O quadro ainda é frágil. Não temos no país nenhuma legislação a nível federal que proteja a população LGBTI+. Temos políticas criadas com base em normas infralegais [como portarias] criadas pelo Poder Executivo, desde a época do Brasil Sem Homofobia, no governo Lula. Bolsonaro teve pouca chance de interferir diretamente em algumas dessas normativas. Mas não conseguimos avançar. Bolsonaro difunde falsamente uma ideia de “ideologia de gênero” que não existe, em uma cruzada contra os direitos das mulheres e da população LGBTI+. Como resultado, temos políticas, mas elas não se efetivam na prática. Para mim, o maior prejuízo do atual governo é justamente trabalhar para que elas não andem.

Independentemente do governo que virá, o desafio será construir mais estratégias para que as políticas conquistadas se tornem efetivas. Ou que ainda se ampliem — infelizmente, a política LGBTI+ do país ainda não inclui homens e mulheres queer, intersexuais e assexuais, por exemplo. Precisamos de novas normativas, capacitação [de profissionais], pesquisa e produção de dados para isso acontecer.

O que a população LGBTI+ pode fazer individualmente para cuidar de sua saúde sexual e reprodutiva diante desses desafios?
CEZAR NOGUEIRA: Procurar o serviço de saúde. Essa é a melhor orientação que posso dar. Precisamos usar esses espaços, fazer com que nos vejam e nos reconheçam como seus usuários. No primeiro momento, é difícil: o profissional de saúde pode não saber o que fazer, ele pode errar. Mas só a presença da população LGBTI+ no sistema faz com que as coisas se modifiquem. Depois de errar, esse profissional pode buscar conhecimento para atender melhor.

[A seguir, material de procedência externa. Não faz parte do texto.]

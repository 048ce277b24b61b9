//! Error taxonomy shared by the supervisor and its platform layer.

use thiserror::Error;

/// Failures surfaced to callers of [`crate::Supervisor`].
///
/// Every variant is recoverable at the call site; none of them is fatal to
/// the supervisor or its monitor thread.
#[derive(Debug, Error)]
pub enum SupervisorError {
    #[error("application '{app_id}' is already running")]
    AlreadyRunning { app_id: String },

    #[error("failed to launch '{app_id}': {detail}")]
    LaunchFailed { app_id: String, detail: String },

    #[error("application '{app_id}' not found or not running")]
    NotFound { app_id: String },

    #[error("failed to terminate '{app_id}': {detail}")]
    TerminationFailed { app_id: String, detail: String },
}

impl SupervisorError {
    /// Stable name of the error kind, as reported to the host binding.
    pub fn kind(&self) -> &'static str {
        match self {
            SupervisorError::AlreadyRunning { .. } => "AlreadyRunning",
            SupervisorError::LaunchFailed { .. } => "LaunchFailed",
            SupervisorError::NotFound { .. } => "NotFound",
            SupervisorError::TerminationFailed { .. } => "TerminationFailed",
        }
    }

    pub(crate) fn not_found(app_id: &str) -> Self {
        SupervisorError::NotFound {
            app_id: app_id.to_string(),
        }
    }
}

/// Errors raised by a [`crate::platform::ProcessControl`] implementation.
#[derive(Debug, Error)]
pub enum PlatformError {
    #[error("cannot execute '{command}': {source}")]
    Spawn {
        command: String,
        #[source]
        source: std::io::Error,
    },

    #[error("empty command line")]
    EmptyCommand,

    #[error("no such process: {pid}")]
    NotFound { pid: u32 },

    #[error("probing process {pid} failed: {detail}")]
    Probe { pid: u32, detail: String },

    #[error("signalling process {pid} failed: {detail}")]
    Signal { pid: u32, detail: String },
}

pub type PlatformResult<T> = std::result::Result<T, PlatformError>;
pub type Result<T> = std::result::Result<T, SupervisorError>;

Aliás, a população LGBTI+ precisa estar presente não só nas consultas médicas, mas nos conselhos de saúde, nos colegiados das clínicas de saúde da família e no debate para a construção de políticas públicas. Os serviços de saúde devem ser espaços de acolhimento e de proteção. Esse é o principal cuidado que a população pode ter com sua saúde sexual e reprodutiva. Não adianta achar que o sistema vai mudar sozinho — é preciso fazer pressão para que ele mude.

No SUS, a maioria dos profissionais está disponível e atenta para atender melhor ao público, incluindo a população LGBTI+. Pesquisas que fiz recentemente para o doutorado mostraram isso. Usuários e profissionais do sistema de saúde estão abertos a esse encontro. Precisamos agora nos encontrar.